On April 4, 1968, when Humphrey visited campus, SDS and BUS joined together and led a walkout to show the Democratic Party that their liberal policies were no longer in line with the student vote. This disdain also infiltrated hatred towards the military and police. In November 1968, the two groups protested the Oakland Police Department’s recruitment on Kent State’s campus, pointing to its ruthless and repressive treatment of the Black Panthers.

The following year proved to be as equally defining as 1968. In the spring of 1969, SDS ran a campaign against the campus ROTC program. Hoping to abolish its existence on campus, SDS launched what they called a “Spring Offensive.” During the protests, local police arrested four SDS students and the university expelled them. The SDS’ charter was revoked and many of its members faced jail time, but in the minds of many student activists, the fight was far from over.

“[ROTC] was a target because it was a link between the college and the war in Vietnam,” Canfora said.

The next year would bring the largest amount of activism that the campus would ever see. On April 30, 1970, the United States invaded Vietnam’s neighboring country of Cambodia. The ripple effect of the Cambodian invasion reached Kent State in a major way.
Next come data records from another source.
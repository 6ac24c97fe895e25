//! Error taxonomy for configuration and linter execution.
//!
//! `ConfigError` is fatal and raised before any process is spawned.
//! `ExecutionFailure` is scoped to one linter and recorded in the report.
//! Malformed tool output is not an error at all: parsers skip the line.

use std::path::PathBuf;
use thiserror::Error;

/// Problems detected while loading and validating configuration.
#[derive(Debug, Error)]
pub enum ConfigError {
    #[error("no configuration found in {}; pass --config or add .patchlint.yml", root.display())]
    NotFound { root: PathBuf },

    /// The configuration file could not be read.
    #[error("failed to read {path}: {source}")]
    Read {
        path: PathBuf,
        #[source]
        source: std::io::Error,
    },

    /// The configuration file is not valid YAML/TOML.
    #[error("failed to parse {path}: {message}")]
    Parse { path: PathBuf, message: String },

    /// An entry refers to a linter that is not registered.
    #[error("unknown linter '{name}' (registered: {known})")]
    UnknownLinter { name: String, known: String },

    /// A filefilter rule has no sign or an invalid glob.
    #[error("linter '{linter}': bad filefilter rule '{rule}': {reason}")]
    BadFilterRule {
        linter: String,
        rule: String,
        reason: String,
    },

    /// An option was rejected when overlaid onto the linter's defaults.
    #[error("linter '{linter}': invalid option: {reason}")]
    InvalidOption { linter: String, reason: String },

    /// The configuration has the wrong overall shape.
    #[error("malformed configuration: {0}")]
    Malformed(String),

    /// The worker pool could not be created.
    #[error("failed to start worker pool: {0}")]
    ThreadPool(String),
}

impl ConfigError {
    pub fn invalid_option(linter: impl Into<String>, reason: impl ToString) -> Self {
        Self::InvalidOption {
            linter: linter.into(),
            reason: reason.to_string(),
        }
    }
}

/// A linter run that did not complete correctly.
///
/// Distinct from a run that completed and found issues.
#[derive(Debug, Clone, Error, PartialEq, Eq)]
pub enum ExecutionFailure {
    #[error("could not start `{command}`: {reason}")]
    Spawn { command: String, reason: String },

    #[error("`{command}` failed (exit {}): {stderr}", display_code(.code))]
    Rejected {
        command: String,
        code: Option<i32>,
        stderr: String,
    },

    #[error("`{command}` timed out after {seconds}s")]
    TimedOut { command: String, seconds: u64 },

    #[error("i/o error: {0}")]
    Io(String),

    #[error("could not compute diff: {0}")]
    Diff(String),
}

/// Anything that stops a run before a report can be produced.
#[derive(Debug, Error)]
pub enum Error {
    #[error(transparent)]
    Config(#[from] ConfigError),

    /// The diff supplier failed; no candidates could be computed.
    #[error(transparent)]
    Execution(#[from] ExecutionFailure),

    #[error("failed to render report: {0}")]
    Render(#[from] serde_json::Error),
}

fn display_code(code: &Option<i32>) -> String {
    code.map_or_else(|| "terminated".to_string(), |c| c.to_string())
}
The four days that followed Nixon’s announcement of the invasion would forever change the course of the campus’ history.

“We had no idea that our actions in downtown Kent the next evening after that announcement would be somewhat of a catalyst that helped to trigger four days of protest which only culminated with the shooting incident,” Canfora said.

May 1 began with a small student assembly and a burying of a copy of the Constitution, as the students claimed the Constitution had been buried the day before when American troops invaded Cambodia without any official declaration of war. Later in the day, BUS held a pre-scheduled rally to discuss bouts with the increasing presence of the Ohio National Guard on campus. By the evening, an anti-war rally had developed and the crowd had grown much larger than the size of BUS. All kinds of Kent State students joined and started to occupy downtown Kent. In the midst of yelling and chanting, 43 windows of local businesses and banks were shattered and about $5,000 in damages were accumulated.

“It went from a peaceful protest on the sidewalk of rowdy students to beer bottles, beer glasses, occupying the street, moving down the street and breaking windows,” Canfora said. “The radicals then escaped back to our apartments. Mission accomplished. We had done something significant, trying to send a message to President Nixon which is what we swore we would do.”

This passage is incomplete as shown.